The Next Step in My 2011 Journey: A Custom Stealth Arms Platypus
- Joshua Wethington
- 1 day ago
- 7 min read
Another pistol is officialy on the way. This one is not a newly released firearm, but it is completely new to me: the Stealth Arms Platypus.
The Platypus has been on my radar for a while because it takes two things I already enjoy and combines them in a way that very few pistols do.
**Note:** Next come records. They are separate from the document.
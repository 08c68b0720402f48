//! Canonical search payload sent to the search backend.
//!
//! The envelope is a wire contract:
//!
//! ```text
//! {"function":{"command":"search","arguments":{"searchTerm":"...","parameters":[
//!     {"parameter":3,"operator":1,"key":"color","value":"red"}]}}}
//! ```
//!
//! Field order follows struct declaration order, so encoding the same
//! payload always yields the same bytes.

use crate::error::SearchResult;
use serde::{Deserialize, Serialize};

/// Command name carried by the envelope
#[derive(Debug, Clone, Copy, Default, PartialEq, Eq, Serialize, Deserialize)]
#[serde(rename_all = "lowercase")]
pub enum Command {
    /// Element search
    #[default]
    Search,
}

/// Filter in coded form
#[derive(Debug, Clone, PartialEq, Eq, Serialize, Deserialize)]
#[serde(deny_unknown_fields)]
pub struct CodedFilter {
    /// Parameter kind code
    pub parameter: u8,
    /// Operator code
    pub operator: u8,
    /// Lowercased key or null
    pub key: Option<String>,
    /// Lowercased value or null
    pub value: Option<String>,
}

/// `arguments` object of the envelope
#[derive(Debug, Clone, PartialEq, Eq, Serialize, Deserialize)]
#[serde(deny_unknown_fields)]
pub struct SearchArguments {
    /// Lowercased search term, empty when absent
    #[serde(rename = "searchTerm")]
    pub search_term: String,
    /// Coded filters in input order
    pub parameters: Vec<CodedFilter>,
}

/// `function` object of the envelope
#[derive(Debug, Clone, PartialEq, Eq, Serialize, Deserialize)]
#[serde(deny_unknown_fields)]
pub struct FunctionCall {
    /// Always `search`
    pub command: Command,
    /// Search arguments
    pub arguments: SearchArguments,
}

/// The complete payload
#[derive(Debug, Clone, PartialEq, Eq, Serialize, Deserialize)]
#[serde(deny_unknown_fields)]
pub struct CanonicalPayload {
    /// Function call wrapper
    pub function: FunctionCall,
}

impl CanonicalPayload {
    /// Wrap normalized arguments in the search envelope
    #[must_use]
    pub fn search(search_term: String, parameters: Vec<CodedFilter>) -> Self {
        Self {
            function: FunctionCall {
                command: Command::Search,
                arguments: SearchArguments {
                    search_term,
                    parameters,
                },
            },
        }
    }

    /// Normalized search term
    #[must_use]
    pub fn search_term(&self) -> &str {
        &self.function.arguments.search_term
    }

    /// Coded filters
    #[must_use]
    pub fn parameters(&self) -> &[CodedFilter] {
        &self.function.arguments.parameters
    }

    /// Compact JSON bytes
    ///
    /// # Errors
    ///
    /// Returns error if serialization fails
    pub fn to_bytes(&self) -> SearchResult<Vec<u8>> {
        Ok(serde_json::to_vec(self)?)
    }

    /// Payload as a JSON value
    ///
    /// # Errors
    ///
    /// Returns error if serialization fails
    pub fn to_value(&self) -> SearchResult<serde_json::Value> {
        Ok(serde_json::to_value(self)?)
    }
}

#[cfg(test)]
mod tests {
    use super::*;

    fn color_red() -> CanonicalPayload {
        CanonicalPayload::search(
            "wall".to_string(),
            vec![CodedFilter {
                parameter: 3,
                operator: 1,
                key: Some("color".to_string()),
                value: Some("red".to_string()),
            }],
        )
    }

    #[test]
    fn test_wire_layout() {
        let bytes = color_red().to_bytes().unwrap();
        assert_eq!(
            String::from_utf8(bytes).unwrap(),
            r#"{"function":{"command":"search","arguments":{"searchTerm":"wall","parameters":[{"parameter":3,"operator":1,"key":"color","value":"red"}]}}}"#
        );
    }

    #[test]
    fn test_null_key_and_value() {
        let payload = CanonicalPayload::search(
            String::new(),
            vec![CodedFilter {
                parameter: 1,
                operator: 1,
                key: None,
                value: None,
            }],
        );
        let value = payload.to_value().unwrap();
        let filter = &value["function"]["arguments"]["parameters"][0];
        assert!(filter["key"].is_null());
        assert!(filter["value"].is_null());
        assert_eq!(value["function"]["arguments"]["searchTerm"], "");
    }

    #[test]
    fn test_encode_deterministic() {
        let payload = color_red();
        assert_eq!(payload.to_bytes().unwrap(), payload.to_bytes().unwrap());
    }

    #[test]
    fn test_rejects_drifted_envelope() {
        let drifted = r#"{"function":{"command":"search","arguments":{"searchTerm":"","parameters":[{"Parameter":3,"Operator":1,"Key":null,"Value":null}]}}}"#;
        assert!(serde_json::from_str::<CanonicalPayload>(drifted).is_err());
    }

    #[test]
    fn test_accessors() {
        let payload = color_red();
        assert_eq!(payload.search_term(), "wall");
        assert_eq!(payload.parameters().len(), 1);
        assert_eq!(payload.function.command, Command::Search);
    }
}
It delivers the controls, trigger and familiar grip angle of a double-stack 1911-style platform while feeding from magazines originally designed for one of the most common pistols in the country.
Yes, my Platypus will run Glock 17-pattern magazines.
That combination is ultimately what made this pistol too interesting for me to ignore.
What Is the Stealth Arms Platypus?

The Platypus is Stealth Arms’ double-stack pistol built around the traditional 1911 platform. It maintains the familiar 1911 grip angle, single-action trigger and manual thumb safety, but its frame is specifically engineered to accept either Glock 17 or SIG P320 magazines.
The magazine system must be selected when the pistol is ordered, and the two versions are not interchangeable. Mine is being built around Glock magazines.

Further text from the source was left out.